GEO – Nr. 10/Oktober 1977
"Fett ist ein Synonym für gut."
Was?
Als man Gruner + Jahr damit begann, den Anteil von barbusigen Frauen auf dem Titel des stern zurück zu schrauben, förderte der Verlag ein neues Wissenschafts- und Reportagemagazin zutage.
Lange Bildstrecken führten in riesige Textwüsten – an dem Konzept hat sich grundlegend nicht viel geändert. Diese Ausgabe markiert den einjährigen Geburtstag dieses Magazins.
Turnus
Monatlich
Preis-Inhalts-Verhältnis
Gesamtseitenzahl: 162 Seiten
Ganzseitige Anzeigen: 29 Seiten mit wiederholter Präsenz von Mineralölkonzernen
Preis: 8,00 DM
Format: Fett
Preis pro Inhaltsseite: 5 Pfennige
Erwerbsgeschichte
Irgendwann in den 1990ern brachte mein Vater zu Beginn der Schulferien zwei Kartons in mein Zimmer, in denen seine Sammlung von GEO-Heften aus den Jahrgängen 1976 bis 1983 lagerten. Für einen Biologie-Lehrer war sein Outing als ehemaliger Abonnent nicht wirklich überraschend.
Den Rest der Ferien verbrachte ich mit der Sichtung. Meistens ist es beim Durchblättern und Betrachten geblieben. Diese Ausgabe hier habe ich aber damals gelesen; zumindest den Artikel über die Falkland Inseln. Meine Schwäche für abgelegene, karge, britische Inseln wurde so geweckt.
Titel
Das Titelfoto ist Anno 1977 noch nicht so groß wie 2011. Man vertraut auf eine grafisch wenig aufbereitete Aufzählung der Reportage-Themen. Kleine Zusatzfotos sucht man in den frühen Jahrgängen vergebens. Damals wurde noch mit dem Untertitel geworben: „Ein Magazin vom Stern“ Heißt dieses grün zufällig GEO-grün? Falls ja, ist GEO-grün meine Lieblingsfarbe.
Inhalt
Der Chefredakteur Peter-Matthias Gaede möchte mit GEO „der Intelligenz unseres Lesers mit möglichst jeder Ausgabe ein Kompliment zu machen.“ Da fühlt sich der Biologielehrersohn natürlich geschmeichelt. In den aktuellen Nummern finden sich die Rubriken GEOKOSMOS und das GEOSKOP. Beide bestehen aus eher knappen Texten.
Bei der klassischen GEO gibt es nämlich einfach das Vorowort, das Inhaltsverzeichnis und dann … BAM … sechs Reportagen. Die schon erwähnte Reportage über die Falkland Inseln ist toll, denn sie stammt aus einer Zeit vor dem Falklandkrieg.
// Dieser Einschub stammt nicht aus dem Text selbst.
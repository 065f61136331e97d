//! Exponential follow smoothing for the camera rig.

use bevy::prelude::*;

/// Fraction of the remaining distance covered per frame. Not scaled by frame
/// time.
pub const CAMERA_SMOOTHING: f32 = 0.1;

/// One smoothing step from `current` toward `target`.
pub fn follow_step(current: Vec3, target: Vec3) -> Vec3 {
    current.lerp(target, CAMERA_SMOOTHING)
}

/// Smoothed camera state, persisted across frames.
#[derive(Component, Debug, Clone, Copy, PartialEq)]
pub struct FollowCamera {
    pub smoothed_position: Vec3,
    pub smoothed_look_at: Vec3,
}

impl FollowCamera {
    /// Start at the camera's spawn position, looking at the origin.
    pub fn new(start: Vec3) -> Self {
        Self {
            smoothed_position: start,
            smoothed_look_at: Vec3::ZERO,
        }
    }

    pub fn advance(&mut self, position_anchor: Vec3, look_at_anchor: Vec3) {
        self.smoothed_position = follow_step(self.smoothed_position, position_anchor);
        self.smoothed_look_at = follow_step(self.smoothed_look_at, look_at_anchor);
    }
}
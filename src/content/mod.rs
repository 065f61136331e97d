//! Content domain: data-driven controller defaults loaded at startup.

mod data;
mod loader;
mod validation;


pub use data::ControllerDefaults;
pub use loader::{CONTROLLER_FILE, ContentLoadError, load_controller_defaults, parse_single};
pub use validation::{ValidationError, validate_controller_defaults};

use bevy::prelude::*;
use std::path::Path;

/// Directory the content files live in, relative to the working directory.
pub const CONTENT_DIR: &str = "assets/data";

pub struct ContentPlugin;

impl Plugin for ContentPlugin {
    fn build(&self, app: &mut App) {
        app.add_systems(Startup, load_controller_content);
    }
}

/// Load `controller.ron` and install its tuning and rig layout. Any failure
/// keeps the built-in defaults.
fn load_controller_content(mut commands: Commands) {
    let defaults = match load_controller_defaults(Path::new(CONTENT_DIR)) {
        Ok(defaults) => defaults,
        Err(e) => {
            warn!("{}; using built-in controller defaults", e);
            return;
        }
    };

    let errors = validate_controller_defaults(&defaults);
    if !errors.is_empty() {
        for error in &errors {
            warn!("Content validation: {}", error);
        }
        warn!(
            "{} invalid controller field(s); using built-in controller defaults",
            errors.len()
        );
        return;
    }

    info!(
        "Loaded controller content: walk={}, run={}, rotation={}deg, jump={}",
        defaults.walk_speed,
        defaults.run_speed,
        defaults.rotation_speed_degrees,
        defaults.jump_impulse
    );

    commands.insert_resource(defaults.tuning());
    commands.insert_resource(defaults.rig_layout());
}
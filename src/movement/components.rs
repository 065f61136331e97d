//! Movement domain: player components and per-character controller state.

use bevy::math::FloatExt;
use bevy::prelude::*;

use crate::movement::angle::lerp_angle;
use crate::movement::{JumpCounter, MovementVector};

/// Fraction of the remaining yaw covered each frame by the visuals.
pub const ROTATION_SMOOTHING: f32 = 0.1;

/// Marker for the player's rigid body.
#[derive(Component, Debug)]
pub struct Player;

/// Marker for the rotating container (camera-orbit yaw).
#[derive(Component, Debug)]
pub struct Container;

/// Marker for the node carrying the character's own facing.
#[derive(Component, Debug)]
pub struct CharacterModel;

/// Entities the controller writes visual rotations to.
#[derive(Component, Debug, Clone, Copy)]
pub struct ControllerRig {
    pub container: Entity,
    pub model: Entity,
}

/// Controller state that persists across frames.
#[derive(Component, Debug, Clone, Copy, Default, PartialEq)]
pub struct CharacterState {
    /// Accumulated container yaw. Never wrapped.
    pub container_yaw_target: f32,
    /// Last facing derived from non-zero movement.
    pub character_yaw_target: f32,
    pub visual_container_yaw: f32,
    pub visual_character_yaw: f32,
    pub jumps: JumpCounter,
}

impl CharacterState {
    /// Integrate container yaw from lateral input and derive the facing
    /// target from the movement direction. Idle frames keep the old facing.
    pub fn update_rotation_targets(&mut self, movement: MovementVector, rotation_speed: f32) {
        if movement.x != 0.0 {
            self.container_yaw_target += rotation_speed * movement.x;
        }
        if !movement.is_idle() {
            self.character_yaw_target = movement.x.atan2(movement.z);
        }
    }

    /// Ease both visual yaws toward their targets. The facing takes the short
    /// way around; the container is a plain lerp on the raw accumulator.
    pub fn smooth_rotations(&mut self) {
        self.visual_character_yaw = lerp_angle(
            self.visual_character_yaw,
            self.character_yaw_target,
            ROTATION_SMOOTHING,
        );
        self.visual_container_yaw = self
            .visual_container_yaw
            .lerp(self.container_yaw_target, ROTATION_SMOOTHING);
    }
}
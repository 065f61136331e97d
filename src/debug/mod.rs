//! Debug mode for live controller tuning.
//!
//! Features:
//! - Tuning panel (F1 or `) with -/+ buttons for walk, run and rotation speed
//! - Ctrl+1..3 to select a parameter, Ctrl+= / Ctrl+- to adjust it
//! - Ctrl+I info overlay (position, yaw, animation, jumps)
//! - Ctrl+J logs a JSON snapshot of tuning and telemetry

mod state;
mod systems;
mod ui;


pub use state::{DebugAction, DebugState};

use bevy::prelude::*;

use crate::debug::systems::{
    handle_debug_buttons, handle_debug_hotkeys, toggle_debug_ui, update_debug_info_overlay,
    update_status_message,
};

pub struct DebugPlugin;

impl Plugin for DebugPlugin {
    fn build(&self, app: &mut App) {
        app.init_resource::<DebugState>().add_systems(
            Update,
            (
                toggle_debug_ui,
                handle_debug_hotkeys,
                handle_debug_buttons,
                update_status_message,
                update_debug_info_overlay,
            )
                .chain(),
        );
    }
}
//! Serde definitions for the controller content file.

use bevy::prelude::*;
use serde::{Deserialize, Serialize};

use crate::movement::{ControllerTuning, RigLayout};

/// Contents of `controller.ron`.
#[derive(Debug, Clone, PartialEq, Deserialize, Serialize)]
pub struct ControllerDefaults {
    pub walk_speed: f32,
    pub run_speed: f32,
    /// Container yaw per frame at full lateral input, in degrees.
    pub rotation_speed_degrees: f32,
    pub jump_impulse: f32,
    pub ground_threshold: f32,
    pub spawn_height: f32,
    pub camera_anchor_offset: (f32, f32, f32),
    pub look_at_anchor_offset: (f32, f32, f32),
}

impl Default for ControllerDefaults {
    fn default() -> Self {
        let tuning = ControllerTuning::default();
        let layout = RigLayout::default();
        Self {
            walk_speed: tuning.walk_speed,
            run_speed: tuning.run_speed,
            rotation_speed_degrees: tuning.rotation_speed.to_degrees(),
            jump_impulse: tuning.jump_impulse,
            ground_threshold: tuning.ground_threshold,
            spawn_height: layout.spawn_height,
            camera_anchor_offset: layout.camera_anchor_offset.into(),
            look_at_anchor_offset: layout.look_at_anchor_offset.into(),
        }
    }
}

impl ControllerDefaults {
    pub fn tuning(&self) -> ControllerTuning {
        ControllerTuning {
            walk_speed: self.walk_speed,
            run_speed: self.run_speed,
            rotation_speed: self.rotation_speed_degrees.to_radians(),
            jump_impulse: self.jump_impulse,
            ground_threshold: self.ground_threshold,
        }
    }

    pub fn rig_layout(&self) -> RigLayout {
        RigLayout {
            spawn_height: self.spawn_height,
            camera_anchor_offset: Vec3::from(self.camera_anchor_offset),
            look_at_anchor_offset: Vec3::from(self.look_at_anchor_offset),
        }
    }
}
Die Titelgeschichte über Stalingrad ist ziemlich öde,
das Porträt der Sumōtoris weniger.
Wissenschaftsjournalismus interessiert mich nicht so sehr. Ein diffuses Gefühl von Respekt gegenüber der Biologie entsteht beim wohlwollenden Durchblättern der Geschichten über Zebras und Wolken jedoch unweigerlich.
Haptik
In den frühen Ausgaben ist das Papier noch so dick, dass man ständig glaubt, etwas zu überblättern. Nach über 33 Jahren riecht dieses Heft nach Dachboden, hat sich aber sehr gut in dem Karton gehalten. Die Klebebindung wird langsam porös. Natürlich kann man nicht über GEO schreiben, ohne die Fotos zu erwähnen. Die Unfeinheiten und Unregelmäßigkeiten, das Grobkörnige und die nicht zufälligen Unschärfen zeigen den Charme massenvervielfältigter analoger Fotografie.
Verdikt
Ich bin vorgestern in einen Zeitschriftenladen gegangen, um mir mal die neuste Ausgabe anzuschauen. Wegen ihrer überdeutlichen Präsenz direkt an der Kasse war sie unübersehbar. Allerdings suchte ich erstmal verzweifelt unter den ganzen GEO-Ablegern im Regal.
Die analoge Fotografie, der gestalterische Purismus und das dicke Papier haben das Heft perfekt gemacht. Auch ging es noch etwas reißerischer zu. Aktuelle GEO-Ausgaben sind vollgestopft mit Kleinkram. Und der Pressemarkt ist vollgestopft mit GEO WISSEN, GEO SAISON, GEO Extra, GEO Epoche, GEO Epoche Edition, GEO kompakt.